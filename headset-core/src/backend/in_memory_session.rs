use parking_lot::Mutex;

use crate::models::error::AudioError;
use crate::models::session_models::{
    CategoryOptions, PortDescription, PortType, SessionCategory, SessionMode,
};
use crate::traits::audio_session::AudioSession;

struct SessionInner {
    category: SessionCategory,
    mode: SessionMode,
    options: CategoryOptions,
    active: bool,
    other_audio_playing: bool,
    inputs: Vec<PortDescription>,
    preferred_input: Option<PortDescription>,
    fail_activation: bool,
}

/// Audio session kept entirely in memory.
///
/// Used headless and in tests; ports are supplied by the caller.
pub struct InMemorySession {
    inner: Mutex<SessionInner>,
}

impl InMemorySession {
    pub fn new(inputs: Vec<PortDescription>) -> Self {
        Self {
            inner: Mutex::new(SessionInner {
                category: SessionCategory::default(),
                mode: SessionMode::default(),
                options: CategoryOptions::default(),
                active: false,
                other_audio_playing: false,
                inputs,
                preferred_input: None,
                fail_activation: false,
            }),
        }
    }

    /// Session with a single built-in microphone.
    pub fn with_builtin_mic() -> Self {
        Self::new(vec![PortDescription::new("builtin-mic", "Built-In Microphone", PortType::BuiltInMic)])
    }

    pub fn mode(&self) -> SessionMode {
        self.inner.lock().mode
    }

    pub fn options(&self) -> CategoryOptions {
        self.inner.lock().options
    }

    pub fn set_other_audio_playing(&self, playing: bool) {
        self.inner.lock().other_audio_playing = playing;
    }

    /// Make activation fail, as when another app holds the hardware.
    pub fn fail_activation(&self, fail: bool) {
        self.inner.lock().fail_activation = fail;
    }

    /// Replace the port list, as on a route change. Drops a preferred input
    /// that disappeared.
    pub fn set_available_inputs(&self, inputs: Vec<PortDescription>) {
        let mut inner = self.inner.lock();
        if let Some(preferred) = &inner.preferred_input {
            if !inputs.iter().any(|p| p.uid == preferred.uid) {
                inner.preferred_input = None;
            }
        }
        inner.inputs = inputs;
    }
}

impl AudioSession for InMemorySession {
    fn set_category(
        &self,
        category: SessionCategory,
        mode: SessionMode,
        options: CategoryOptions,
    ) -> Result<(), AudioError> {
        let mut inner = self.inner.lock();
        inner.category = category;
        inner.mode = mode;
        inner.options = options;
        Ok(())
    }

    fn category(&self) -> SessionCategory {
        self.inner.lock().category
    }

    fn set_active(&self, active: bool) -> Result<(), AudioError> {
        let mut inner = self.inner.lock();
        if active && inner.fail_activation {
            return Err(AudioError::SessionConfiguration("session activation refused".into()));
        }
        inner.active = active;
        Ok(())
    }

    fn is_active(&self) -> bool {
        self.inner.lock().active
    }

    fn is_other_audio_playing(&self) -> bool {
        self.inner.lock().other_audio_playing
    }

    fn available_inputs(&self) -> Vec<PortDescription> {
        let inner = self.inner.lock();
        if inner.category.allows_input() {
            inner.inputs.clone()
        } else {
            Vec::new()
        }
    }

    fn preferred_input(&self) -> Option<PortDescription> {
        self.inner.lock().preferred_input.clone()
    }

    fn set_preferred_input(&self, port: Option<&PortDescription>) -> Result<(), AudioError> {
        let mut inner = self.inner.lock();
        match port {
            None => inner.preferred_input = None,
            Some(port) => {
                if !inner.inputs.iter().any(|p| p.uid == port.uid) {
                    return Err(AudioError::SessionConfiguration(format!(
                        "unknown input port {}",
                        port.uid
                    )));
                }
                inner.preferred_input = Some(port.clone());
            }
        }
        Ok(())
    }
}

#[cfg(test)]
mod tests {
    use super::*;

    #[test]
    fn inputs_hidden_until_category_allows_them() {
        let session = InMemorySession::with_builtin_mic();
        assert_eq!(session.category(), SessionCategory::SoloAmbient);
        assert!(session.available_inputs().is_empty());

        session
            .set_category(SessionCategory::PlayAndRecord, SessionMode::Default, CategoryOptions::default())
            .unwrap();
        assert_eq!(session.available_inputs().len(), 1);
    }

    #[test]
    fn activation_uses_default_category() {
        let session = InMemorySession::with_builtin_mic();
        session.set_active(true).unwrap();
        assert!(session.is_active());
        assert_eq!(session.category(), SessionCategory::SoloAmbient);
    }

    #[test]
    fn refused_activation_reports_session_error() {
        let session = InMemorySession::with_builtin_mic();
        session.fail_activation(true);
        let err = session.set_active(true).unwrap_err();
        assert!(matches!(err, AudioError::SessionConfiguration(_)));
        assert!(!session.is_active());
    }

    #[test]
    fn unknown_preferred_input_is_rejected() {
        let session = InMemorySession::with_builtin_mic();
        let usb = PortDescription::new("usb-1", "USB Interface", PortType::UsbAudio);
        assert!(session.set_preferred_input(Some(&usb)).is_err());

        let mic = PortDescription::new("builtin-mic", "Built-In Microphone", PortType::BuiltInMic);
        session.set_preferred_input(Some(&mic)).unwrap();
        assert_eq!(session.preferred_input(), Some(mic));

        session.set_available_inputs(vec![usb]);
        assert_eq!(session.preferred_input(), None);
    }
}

•••

▶ **The task**: Can you give every line above again, exactly as written?

▶ **Result**:
filename headset-core/src/backend/in_memory_session.rs
use parking_lot::Mutex;

use crate::models::error::AudioError;
use crate::models::session_models::{
    CategoryOptions, PortDescription, PortType, SessionCategory, SessionMode,
};
use crate::traits::audio_session::AudioSession;

struct SessionInner {
    category: SessionCategory,
    mode: SessionMode,
    options: CategoryOptions,
    active: bool,
    other_audio_playing: bool,
    inputs: Vec<PortDescription>,
    preferred_input: Option<PortDescription>,
    fail_activation: bool,
}

/// Audio session kept entirely in memory.
///
/// Used headless and in tests; ports are supplied by the caller.
pub struct InMemorySession {
    inner: Mutex<SessionInner>,
}

impl InMemorySession {
    pub fn new(inputs: Vec<PortDescription>) -> Self {
        Self {
            inner: Mutex::new(SessionInner {
                category: SessionCategory::default(),
                mode: SessionMode::default(),
                options: CategoryOptions::default(),
                active: false,
                other_audio_playing: false,
                inputs,
                preferred_input: None,
                fail_activation: false,
            }),
        }
    }

    /// Session with a single built-in microphone.
    pub fn with_builtin_mic() -> Self {
        Self::new(vec![PortDescription::new("builtin-mic", "Built-In Microphone", PortType::BuiltInMic)])
    }

    pub fn mode(&self) -> SessionMode {
        self.inner.lock().mode
    }

    pub fn options(&self) -> CategoryOptions {
        self.inner.lock().options
    }

    pub fn set_other_audio_playing(&self, playing: bool) {
        self.inner.lock().other_audio_playing = playing;
    }

    /// Make activation fail, as when another app holds the hardware.
    pub fn fail_activation(&self, fail: bool) {
        self.inner.lock().fail_activation = fail;
    }

    /// Replace the port list, as on a route change. Drops a preferred input
    /// that disappeared.
    pub fn set_available_inputs(&self, inputs: Vec<PortDescription>) {
        let mut inner = self.inner.lock();
        if let Some(preferred) = &inner.preferred_input {
            if !inputs.iter().any(|p| p.uid == preferred.uid) {
                inner.preferred_input = None;
            }
        }
        inner.inputs = inputs;
    }
}

impl AudioSession for InMemorySession {
    fn set_category(
        &self,
        category: SessionCategory,
        mode: SessionMode,
        options: CategoryOptions,
    ) -> Result<(), AudioError> {
        let mut inner = self.inner.lock();
        inner.category = category;
        inner.mode = mode;
        inner.options = options;
        Ok(())
    }

    fn category(&self) -> SessionCategory {
        self.inner.lock().category
    }

    fn set_active(&self, active: bool) -> Result<(), AudioError> {
        let mut inner = self.inner.lock();
        if active && inner.fail_activation {
            return Err(AudioError::SessionConfiguration("session activation refused".into()));
        }
        inner.active = active;
        Ok(())
    }

    fn is_active(&self) -> bool {
        self.inner.lock().active
    }

    fn is_other_audio_playing(&self) -> bool {
        self.inner.lock().other_audio_playing
    }

    fn available_inputs(&self) -> Vec<PortDescription> {
        let inner = self.inner.lock();
        if inner.category.allows_input() {
            inner.inputs.clone()
        } else {
            Vec::new()
        }
    }

    fn preferred_input(&self) -> Option<PortDescription> {
        self.inner.lock().preferred_input.clone()
    }

    fn set_preferred_input(&self, port: Option<&PortDescription>) -> Result<(), AudioError> {
        let mut inner = self.inner.lock();
        match port {
            None => inner.preferred_input = None,
            Some(port) => {
                if !inner.inputs.iter().any(|p| p.uid == port.uid) {
                    return Err(AudioError::SessionConfiguration(format!(
                        "unknown input port {}",
                        port.uid
                    )));
                }
                inner.preferred_input = Some(port.clone());
            }
        }
        Ok(())
    }
}

#[cfg(test)]
mod tests {
    use super::*;

    #[test]
    fn inputs_hidden_until_category_allows_them() {
        let session = InMemorySession::with_builtin_mic();
        assert_eq!(session.category(), SessionCategory::SoloAmbient);
        assert!(session.available_inputs().is_empty());

        session
            .set_category(SessionCategory::PlayAndRecord, SessionMode::Default, CategoryOptions::default())
            .unwrap();
        assert_eq!(session.available_inputs().len(), 1);
    }

    #[test]
    fn activation_uses_default_category() {
        let session = InMemorySession::with_builtin_mic();
        session.set_active(true).unwrap();
        assert!(session.is_active());
        assert_eq!(session.category(), SessionCategory::SoloAmbient);
    }

    #[test]
    fn refused_activation_reports_session_error() {
        let session = InMemorySession::with_builtin_mic();
        session.fail_activation(true);
        let err = session.set_active(true).unwrap_err();
        assert!(matches!(err, AudioError::SessionConfiguration(_)));
        assert!(!session.is_active());
    }

    #[test]
    fn unknown_preferred_input_is_rejected() {
        let session = InMemorySession::with_builtin_mic();
        let usb = PortDescription::new("usb-1", "USB Interface", PortType::UsbAudio);
        assert!(session.set_preferred_input(Some(&usb)).is_err());

        let mic = PortDescription::new("builtin-mic", "Built-In Microphone", PortType::BuiltInMic);
        session.set_preferred_input(Some(&mic)).unwrap();
        assert_eq!(session.preferred_input(), Some(mic));

        session.set_available_inputs(vec![usb]);
        assert_eq!(session.preferred_input(), None);
    }
}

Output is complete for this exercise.